Donnie Baker’s First Interview
Written by J.T. Ryder
Everyone knows Donnie Baker…or knows someone who is exactly like him. The first time my oldest son heard Donnie call in to the Bob & Tom Show, he yelled out, “Oh my God! It’s Uncle Brian!” I assured him that it wasn’t, but he had openly spoken the words that I had secretly thought to myself many times before. Taking my son to The Canadian Mist Bob & Tom Comedy All-Stars Tour did little to dissuade him from his belief that, even if Donnie wasn’t Uncle Brian himself, he must be a close relative to him.

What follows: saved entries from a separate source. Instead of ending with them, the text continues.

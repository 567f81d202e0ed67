//! Exercise tracker service.
//!
//! Registers users and keeps their exercise logs. Requests are checked
//! against the user first, so an unknown user is reported before a bad field.

use std::sync::Arc;

use tracing::{debug, info};

use crate::config::TrackerConfig;
use crate::domain::{AddExerciseRequest, Exercise, LogQuery, LogResponse, NewExercise, User};
use crate::error::{AppError, Result, StorageError};
use crate::storage::DynStorage;

/// Service for users and their exercises.
pub struct TrackerService {
    /// Storage backend.
    storage: Arc<DynStorage>,
    /// Cap applied to every log query.
    max_log_entries: usize,
}

impl TrackerService {
    /// Create a new tracker service.
    pub fn new(storage: Arc<DynStorage>, config: &TrackerConfig) -> Self {
        Self {
            storage,
            max_log_entries: config.max_log_entries,
        }
    }

    /// Register a new user.
    ///
    /// # Errors
    ///
    /// Returns `UsernameTaken` if the name is registered, or a storage error.
    pub async fn create_user(&self, username: &str) -> Result<User> {
        match self.storage.insert_user(username).await {
            Ok(user) => {
                info!(user_id = %user.id, username = %user.username, "User created");
                metrics::counter!("tracker_users_created_total").increment(1);
                Ok(user)
            }
            Err(StorageError::Duplicate { .. }) => {
                Err(AppError::UsernameTaken(username.to_string()))
            }
            Err(e) => Err(AppError::Storage(e)),
        }
    }

    /// List every user in creation order.
    ///
    /// # Errors
    ///
    /// Returns an error if storage fails.
    pub async fn list_users(&self) -> Result<Vec<User>> {
        Ok(self.storage.list_users().await?)
    }

    /// Log an exercise for an existing user.
    ///
    /// The date defaults to today (UTC).
    ///
    /// # Errors
    ///
    /// Returns `UserNotFound` if the user does not exist, `BadRequest` if a
    /// field is invalid, or a storage error.
    pub async fn add_exercise(
        &self,
        user_id: &str,
        request: &AddExerciseRequest,
    ) -> Result<(User, Exercise)> {
        let user = self.require_user(user_id).await?;
        let input = request.validate().map_err(AppError::BadRequest)?;

        let exercise = self
            .storage
            .insert_exercise(NewExercise {
                user_id: user.id.clone(),
                description: input.description,
                duration: input.duration,
                date: input
                    .date
                    .unwrap_or_else(|| chrono::Utc::now().date_naive()),
            })
            .await?;

        info!(
            user_id = %user.id,
            exercise_id = %exercise.id,
            duration = exercise.duration,
            date = %exercise.date,
            "Exercise logged"
        );
        metrics::counter!("tracker_exercises_logged_total").increment(1);

        Ok((user, exercise))
    }

    /// Fetch a user's exercises that match `query`.
    ///
    /// The limit is clamped to the configured maximum.
    ///
    /// # Errors
    ///
    /// Returns `UserNotFound` if the user does not exist, `BadRequest` if a
    /// bound cannot be parsed, or a storage error.
    pub async fn get_log(&self, user_id: &str, query: &LogQuery) -> Result<LogResponse> {
        let user = self.require_user(user_id).await?;
        let filter = query
            .to_filter(self.max_log_entries)
            .map_err(AppError::BadRequest)?;

        let exercises = self.storage.find_exercises(&user.id, &filter).await?;

        debug!(user_id = %user.id, count = exercises.len(), "Log fetched");
        Ok(LogResponse::new(user, &filter, exercises))
    }

    async fn require_user(&self, user_id: &str) -> Result<User> {
        self.storage
            .get_user(user_id)
            .await?
            .ok_or_else(|| AppError::UserNotFound(user_id.to_string()))
    }
}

Donnie’s career has been meteoric. From the occasional phone call into the Bob & Tom Show in a futile attempt to sell his boat two years ago to today, where throngs of rabid fans wearing “Shut-Up Randy!” t-shirts wait outside of arenas repeating Donnie’s trash-talking catchphrases, his popularity has grown by leaps and bounds. Donnie is the embodiment of that mullet-wearing motor-head that we went to high school with who was forever occupying the seat outside the principal’s office for making morally questionable (and possibly illegal) projects in shop class. He is that fast-talking, incredibly loud, beer fueled bull sh***er that, while some were repelled, many were drawn into the manic ranting of this trailer park teller of tales. Donnie is that guy whose life is a mixture of misfortune and myth, a small town boy with a big city ego who wants the world. Well, now he’s got it. I swear to God he does.
J.T.: What High School did you attend?
Donnie: Look it up! Or just check out the trophy case at Discount Karate. I don’t want to come out and say it because I’m still a primary suspect in robbing our bookstore back in ’87.”

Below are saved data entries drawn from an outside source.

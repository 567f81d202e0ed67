//! # Tracker Shortener
//!
//! Two small REST services over one document store:
//!
//! - **Exercise tracker**: users and their dated exercise logs
//! - **URL shortener**: integer short codes that redirect to the original URL
//!
//! ## Architecture
//!
//! ```text
//! ┌─────────────────────────────────────────────────────────────────────┐
//! │                          Tracker Shortener                           │
//! ├─────────────────────────────────────────────────────────────────────┤
//! │  ┌─────────────┐  ┌─────────────┐  ┌─────────────┐  ┌────────────┐ │
//! │  │   API Layer │  │   Service   │  │   Storage   │  │  Domain    │ │
//! │  │  (Axum)     │→ │   Layer     │→ │   Layer     │  │  Models    │ │
//! │  └─────────────┘  └─────────────┘  └─────────────┘  └────────────┘ │
//! └─────────────────────────────────────────────────────────────────────┘
//! ```

#![deny(clippy::all)]
#![warn(clippy::pedantic)]
#![warn(clippy::nursery)]
#![forbid(unsafe_code)]

pub mod api;
pub mod config;
pub mod domain;
pub mod error;
pub mod service;
pub mod storage;

use std::net::SocketAddr;
use std::sync::{Arc, OnceLock};

use metrics_exporter_prometheus::{PrometheusBuilder, PrometheusHandle};
use tokio::net::TcpListener;
use tokio::signal;
use tracing::{error, info, warn};

use crate::api::create_router;
use crate::api::state::AppState;
use crate::config::AppConfig;
use crate::storage::create_storage;

/// Run the tracker and shortener service.
///
/// This function:
/// 1. Loads configuration from files and environment
/// 2. Initializes the storage backend
/// 3. Creates all services
/// 4. Starts the HTTP server
/// 5. Handles graceful shutdown
///
/// # Errors
///
/// Returns an error if:
/// - Configuration cannot be loaded
/// - Storage backend fails to initialize
/// - HTTP server fails to bind
pub async fn run() -> anyhow::Result<()> {
    // Load configuration
    let config = AppConfig::load()?;

    // Initialize logging
    init_logging(&config);

    info!(
        version = env!("CARGO_PKG_VERSION"),
        mode = %config.server.mode,
        "Starting Tracker Shortener"
    );

    let addr = SocketAddr::new(config.server.host, config.server.port);
    let listener = TcpListener::bind(addr).await?;
    info!(%addr, "HTTP server listening");

    serve(listener, config, shutdown_signal()).await?;

    info!("Server shutdown complete");
    Ok(())
}

/// Serve the application on an already bound listener until `shutdown` resolves.
///
/// # Errors
///
/// Returns an error if the storage backend fails to initialize or the server fails.
pub async fn serve<F>(listener: TcpListener, config: AppConfig, shutdown: F) -> anyhow::Result<()>
where
    F: Future<Output = ()> + Send + 'static,
{
    // Initialize storage
    let storage = create_storage(&config.storage).await?;
    info!(backend = %config.storage.backend, "Storage initialized");

    let metrics = if config.observability.metrics_enabled {
        prometheus_handle()
    } else {
        None
    };

    // Create application state and router
    let state = AppState::new(Arc::new(config), storage, metrics);
    let app = create_router(state);

    axum::serve(listener, app)
        .with_graceful_shutdown(shutdown)
        .await?;

    Ok(())
}

/// Install the global Prometheus recorder once and hand out its handle.
fn prometheus_handle() -> Option<PrometheusHandle> {
    static HANDLE: OnceLock<PrometheusHandle> = OnceLock::new();

    if let Some(handle) = HANDLE.get() {
        return Some(handle.clone());
    }

    match PrometheusBuilder::new().install_recorder() {
        Ok(handle) => Some(HANDLE.get_or_init(|| handle).clone()),
        Err(e) => {
            warn!(error = %e, "Failed to install metrics recorder");
            HANDLE.get().cloned()
        }
    }
}

/// Initialize logging based on configuration.
fn init_logging(config: &AppConfig) {
    use tracing_subscriber::{EnvFilter, fmt, prelude::*};

    let filter = EnvFilter::try_from_default_env()
        .unwrap_or_else(|_| EnvFilter::new(&config.observability.log_level));

    let subscriber = tracing_subscriber::registry().with(filter);

    if config.observability.log_format == "json" {
        subscriber.with(fmt::layer().json()).init();
    } else {
        subscriber.with(fmt::layer()).init();
    }
}

/// Wait for shutdown signal (Ctrl+C or SIGTERM).
async fn shutdown_signal() {
    let ctrl_c = async {
        if let Err(e) = signal::ctrl_c().await {
            error!(error = %e, "Failed to listen for Ctrl+C");
            std::future::pending::<()>().await;
        }
    };

    #[cfg(unix)]
    let terminate = async {
        match signal::unix::signal(signal::unix::SignalKind::terminate()) {
            Ok(mut sigterm) => {
                sigterm.recv().await;
            }
            Err(e) => {
                error!(error = %e, "Failed to install SIGTERM handler");
                std::future::pending::<()>().await;
            }
        }
    };

    #[cfg(not(unix))]
    let terminate = std::future::pending::<()>();

    tokio::select! {
        () = ctrl_c => {
            warn!("Received Ctrl+C, initiating graceful shutdown");
        }
        () = terminate => {
            warn!("Received SIGTERM, initiating graceful shutdown");
        }
    }
}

J.T.: What were your teenage years like?
Donnie: Nothing but sack lunches in juvie. To this day I still get the willies when I smell peanut butter or see someone cut up an apple.
J.T.: Did you participate in organized sports?
Donnie: I wrestled for almost three summers and even competed in two weight classes higher than mine before some of the parents complained about how I looked in tights. And my little league coach held me back even though I had the best knuckle curve in the county. We got it on tape.
J.T.: It is rumored that you are quite the athlete within the Martial Arts community.
Donnie: It ain’t a rumor if you got the trophies to prove it. Before I had Tommy Johns surgery on my left knee I was probably the most dangerous black belt I knew of. And I’m proud of what I’ve done in the martial arts. Hell, one summer I scissor kicked a circus bear at Boonies Bar to help raise over $200 dollars to prevent cruelty to animals.
J.T.: Who were your heroes growing up?
Donnie: Dick the Bruiser, Razor Shines and my Uncle Sonny who taught me how to use a satellite dish as a deer stand. Those guys are legends.
J.T.: Who are your inspirations?
Donnie: David Coveradales from Whitesnake. The old judge in Court 7, and whoever invented Zubaz.
J.T.: I have heard that you have a boat for sale.
Donnie: I do have a boat for sale. Call my pager. My ads right below the last massage parlor ad under “Encounters”.
J.T.: Prior to your latest career, what type of “real” jobs did you have?
Donnie: Counter hop at Mr. D’s meat shop in Southport, Deejay at Beech Grove Roller Dome and skate patrol director at the Roller Cave for almost three summers.
J.T.: Do you have any other talents?
Donnie: Ask Patti Fergusons or Angel Skinner. I swear to god you should!
J.T.: In a rare moment of relaxation, what type of reading material do you reach for?
Donnie: Pretty much whatever I can steal from the waiting room at Jiffy Lube. Anything with pictures of hot rods, boats and babes. That and all the massage parlor ads in the back of NUVO.